- [TASK REQUIREMENTS]:
Provide the number of lines below containing the word "pyruvate", without any other words.

Segment Open

//! This module provides the Formula struct representing a molecular formula
use std::fmt::{Display, Formatter};
use std::str::FromStr;

use indexmap::IndexMap;
use thiserror::Error;

use crate::chemistry::formula_parse::{parse_formula, FormulaParseError};

/// Pseudo-element holding the net charge of a participant
pub const CHARGE: &str = "CHARGE";
/// Pseudo-element standing for an unresolved substituent
pub const R_GROUP: &str = "R";
/// Side chain substituted for an R group, a methyl group followed by a methylene chain
pub const R_GROUP_EXPANSION: &str = "CH3(CH2)n";

/// Molecular formula: element counts plus any repeating units
///
/// Equality ignores the order in which elements were written.
#[derive(Debug, Clone, PartialEq, Eq, Default)]
pub struct Formula {
    /// Map of element symbol to count, zero counts are never stored
    elements: IndexMap<String, i64>,
    /// Units repeated a symbolic number of times, such as `(CH2)n`
    repeating_units: Vec<RepeatingUnit>,
}

/// A fragment of a formula repeated an unknown number of times
#[derive(Debug, Clone, PartialEq, Eq)]
pub struct RepeatingUnit {
    /// The repeated fragment
    pub unit: Formula,
    /// Symbol used for the repeat count
    pub variable: String,
}

impl Formula {
    /// Create an empty formula
    pub fn new() -> Self {
        Formula::default()
    }

    /// Parse a formula string such as `C6H12O6` or `CH3(CH2)nCOOH`
    ///
    /// # Examples
    /// ```rust
    /// use metabal_core::chemistry::formula::Formula;
    /// let glucose = Formula::parse("C6H12O6").unwrap();
    /// assert_eq!(glucose.get("C"), 6);
    /// assert_eq!(glucose.get("N"), 0);
    /// ```
    pub fn parse(text: &str) -> Result<Formula, FormulaError> {
        Ok(parse_formula(text)?)
    }

    /// Count of `element` outside of repeating units
    pub fn get(&self, element: &str) -> i64 {
        self.elements.get(element).copied().unwrap_or(0)
    }

    /// Element counts outside of repeating units, in first-seen order
    pub fn element_counts(&self) -> &IndexMap<String, i64> {
        &self.elements
    }

    /// Repeating units in the order they were written
    pub fn repeating_units(&self) -> &[RepeatingUnit] {
        &self.repeating_units
    }

    pub fn has_repeating_units(&self) -> bool {
        !self.repeating_units.is_empty()
    }

    pub fn is_empty(&self) -> bool {
        self.elements.is_empty() && self.repeating_units.is_empty()
    }

    /// Copy of this formula carrying `charge` in the [`CHARGE`] pseudo-element
    pub fn with_charge(&self, charge: i32) -> Formula {
        let mut charged = self.clone();
        charged.elements.shift_remove(CHARGE);
        charged.add_element(CHARGE, charge as i64);
        charged
    }

    /// Value of the [`CHARGE`] pseudo-element, 0 when absent
    pub fn charge(&self) -> i32 {
        self.get(CHARGE) as i32
    }

    /// Replace every repeating unit with `multiplier` copies of its fragment
    ///
    /// # Examples
    /// ```rust
    /// use metabal_core::chemistry::formula::Formula;
    /// let chain = Formula::parse("CH3(CH2)n").unwrap();
    /// assert_eq!(chain.expand(3).to_string(), "C4H9");
    /// ```
    pub fn expand(&self, multiplier: u32) -> Formula {
        let multipliers = vec![multiplier; self.repeating_units.len()];
        self.expand_with(&multipliers)
    }

    /// Replace each repeating unit with its own multiplier, given in unit order
    pub fn expand_units(&self, multipliers: &[u32]) -> Result<Formula, FormulaError> {
        if multipliers.len() != self.repeating_units.len() {
            return Err(FormulaError::RepeatCountMismatch {
                expected: self.repeating_units.len(),
                found: multipliers.len(),
            });
        }
        Ok(self.expand_with(multipliers))
    }

    fn expand_with(&self, multipliers: &[u32]) -> Formula {
        let mut expanded = Formula {
            elements: self.elements.clone(),
            repeating_units: Vec::new(),
        };
        for (repeat, multiplier) in self.repeating_units.iter().zip(multipliers) {
            expanded.add_formula(&repeat.unit, *multiplier as i64);
        }
        expanded
    }

    /// Substitute `count` R groups with the `expansion` side chain
    ///
    /// At most as many R groups as the formula carries are replaced, and a non-positive
    /// count leaves the formula unchanged.
    pub fn replace_r_group(&self, expansion: &Formula, count: i64) -> Formula {
        let count = count.min(self.get(R_GROUP));
        if count <= 0 {
            return self.clone();
        }
        let mut replaced = self.clone();
        replaced.add_element(R_GROUP, -count);
        replaced.add_formula(expansion, count);
        replaced
    }

    /// Neutral form of a species with this formula and `charge`, by adding or removing
    /// hydrogens
    pub fn neutralise(&self, charge: i32) -> Result<Formula, FormulaError> {
        let mut neutral = self.clone();
        neutral.elements.shift_remove(CHARGE);
        let hydrogens = neutral.get("H") - charge as i64;
        if hydrogens < 0 {
            return Err(FormulaError::NegativeCount {
                element: "H".to_string(),
            });
        }
        neutral.elements.shift_remove("H");
        neutral.add_element("H", hydrogens);
        Ok(neutral)
    }

    /// Whether two charged formulae differ only in protonation state
    pub fn is_neutral_equivalent(&self, charge: i32, other: &Formula, other_charge: i32) -> bool {
        match (self.neutralise(charge), other.neutralise(other_charge)) {
            (Ok(a), Ok(b)) => a == b,
            _ => false,
        }
    }

    // region Building helpers
    /// Add `count` atoms of `element`, dropping the entry if it reaches zero
    ///
    /// Counts saturate at the bounds of `i64`.
    pub(crate) fn add_element(&mut self, element: &str, count: i64) {
        let total = self.get(element).saturating_add(count);
        self.set_element(element, total);
    }

    /// [`Formula::add_element`], or `None` if the count would overflow
    pub(crate) fn checked_add_element(&mut self, element: &str, count: i64) -> Option<()> {
        let total = self.get(element).checked_add(count)?;
        self.set_element(element, total);
        Some(())
    }

    fn set_element(&mut self, element: &str, total: i64) {
        if total == 0 {
            self.elements.shift_remove(element);
        } else {
            self.elements.insert(element.to_string(), total);
        }
    }

    pub(crate) fn push_repeating_unit(&mut self, unit: Formula, variable: String) {
        self.repeating_units.push(RepeatingUnit { unit, variable });
    }

    /// Add `times` copies of `other`, including its repeating units
    pub(crate) fn add_formula(&mut self, other: &Formula, times: i64) {
        for (element, count) in &other.elements {
            self.add_element(element, count.saturating_mul(times));
        }
        self.extend_repeating_units(other, times);
    }

    /// [`Formula::add_formula`], or `None` if any count would overflow
    pub(crate) fn checked_add_formula(&mut self, other: &Formula, times: i64) -> Option<()> {
        for (element, count) in &other.elements {
            self.checked_add_element(element, count.checked_mul(times)?)?;
        }
        self.extend_repeating_units(other, times);
        Some(())
    }

    fn extend_repeating_units(&mut self, other: &Formula, times: i64) {
        if other.repeating_units.is_empty() {
            return;
        }
        for _ in 0..times.max(0) {
            self.repeating_units.extend(other.repeating_units.iter().cloned());
        }
    }
    // endregion Building helpers
}

impl Display for Formula {
    fn fmt(&self, f: &mut Formatter<'_>) -> std::fmt::Result {
        for (element, count) in &self.elements {
            if element == CHARGE {
                continue;
            }
            if *count == 1 {
                write!(f, "{}", element)?;
            } else {
                write!(f, "{}{}", element, count)?;
            }
        }
        for repeat in &self.repeating_units {
            write!(f, "({}){}", repeat.unit, repeat.variable)?;
        }
        Ok(())
    }
}

impl FromStr for Formula {
    type Err = FormulaError;

    fn from_str(s: &str) -> Result<Self, Self::Err> {
        Formula::parse(s)
    }
}

/// Errors associated with formulae
#[derive(Debug, Error, Clone, PartialEq)]
pub enum FormulaError {
    /// The formula string could not be parsed
    #[error("Invalid formula: {0}")]
    Parse(#[from] FormulaParseError),
    /// Number of repeat counts differs from the number of repeating units
    #[error("Formula has {expected} repeating units but {found} counts were given")]
    RepeatCountMismatch { expected: usize, found: usize },
    /// An operation would leave a negative number of atoms
    #[error("Operation would leave a negative count of {element}")]
    NegativeCount { element: String },
}

#[cfg(test)]
mod tests {
    use super::*;

    #[test]
    fn equality_ignores_element_order() {
        let a = Formula::parse("C2H6O").unwrap();
        let b = Formula::parse("H6OC2").unwrap();
        assert_eq!(a, b);
        assert_ne!(a, Formula::parse("C2H6").unwrap());
    }

    #[test]
    fn display_round_trips_repeating_units() {
        let formula = Formula::parse("CH3(CH2)nCOOH").unwrap();
        assert_eq!(formula.to_string(), "C2H4O2(CH2)n");
        assert_eq!(Formula::parse(&formula.to_string()).unwrap(), formula);
    }

    #[test]
    fn element_counts_exclude_repeating_units() {
        let formula = Formula::parse("(C)nH").unwrap();
        assert_eq!(formula.get("C"), 0);
        assert_eq!(formula.get("H"), 1);
        assert_eq!(formula.repeating_units().len(), 1);
        assert_eq!(formula.repeating_units()[0].unit.get("C"), 1);
    }

    #[test]
    fn expand_units_uses_separate_multipliers() {
        let formula = Formula::parse("(CH2)nO(NH)m").unwrap();
        let expanded = formula.expand_units(&[2, 3]).unwrap();
        assert_eq!(expanded.get("C"), 2);
        assert_eq!(expanded.get("H"), 7);
        assert_eq!(expanded.get("N"), 3);
        assert!(!expanded.has_repeating_units());
        match formula.expand_units(&[1]) {
            Err(FormulaError::RepeatCountMismatch { expected, found }) => {
                assert_eq!(expected, 2);
                assert_eq!(found, 1);
            }
            _ => panic!("Expected a repeat count mismatch"),
        }
    }

    #[test]
    fn expand_by_zero_removes_units() {
        let formula = Formula::parse("H2(CH2)n").unwrap();
        assert_eq!(formula.expand(0), Formula::parse("H2").unwrap());
    }

    #[test]
    fn replace_r_group_adds_side_chain() {
        let expansion = Formula::parse(R_GROUP_EXPANSION).unwrap();
        let formula = Formula::parse("C2H3O2R").unwrap();
        let replaced = formula.replace_r_group(&expansion, 1);
        assert_eq!(replaced.get(R_GROUP), 0);
        assert_eq!(replaced.get("C"), 3);
        assert_eq!(replaced.get("H"), 6);
        assert_eq!(replaced.repeating_units().len(), 1);

        // Never replaces more R groups than are present
        let over = formula.replace_r_group(&expansion, 4);
        assert_eq!(over, replaced);
        assert_eq!(formula.replace_r_group(&expansion, 0), formula);
    }

    #[test]
    fn charge_round_trip() {
        let formula = Formula::parse("C3H3O3").unwrap().with_charge(-1);
        assert_eq!(formula.charge(), -1);
        assert_eq!(formula.to_string(), "C3H3O3");
        assert_eq!(formula.with_charge(0).get(CHARGE), 0);
    }

    #[test]
    fn neutral_equivalence() {
        let pyruvate = Formula::parse("C3H3O3").unwrap();
        let pyruvic_acid = Formula::parse("C3H4O3").unwrap();
        assert!(pyruvate.is_neutral_equivalent(-1, &pyruvic_acid, 0));
        assert!(!pyruvate.is_neutral_equivalent(0, &pyruvic_acid, 0));
        match Formula::parse("O").unwrap().neutralise(1) {
            Err(FormulaError::NegativeCount { element }) => assert_eq!(element, "H"),
            _ => panic!("Expected negative hydrogen count"),
        }
    }
}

Segment Closed

- [RESULT FOR THIS TASK]:
3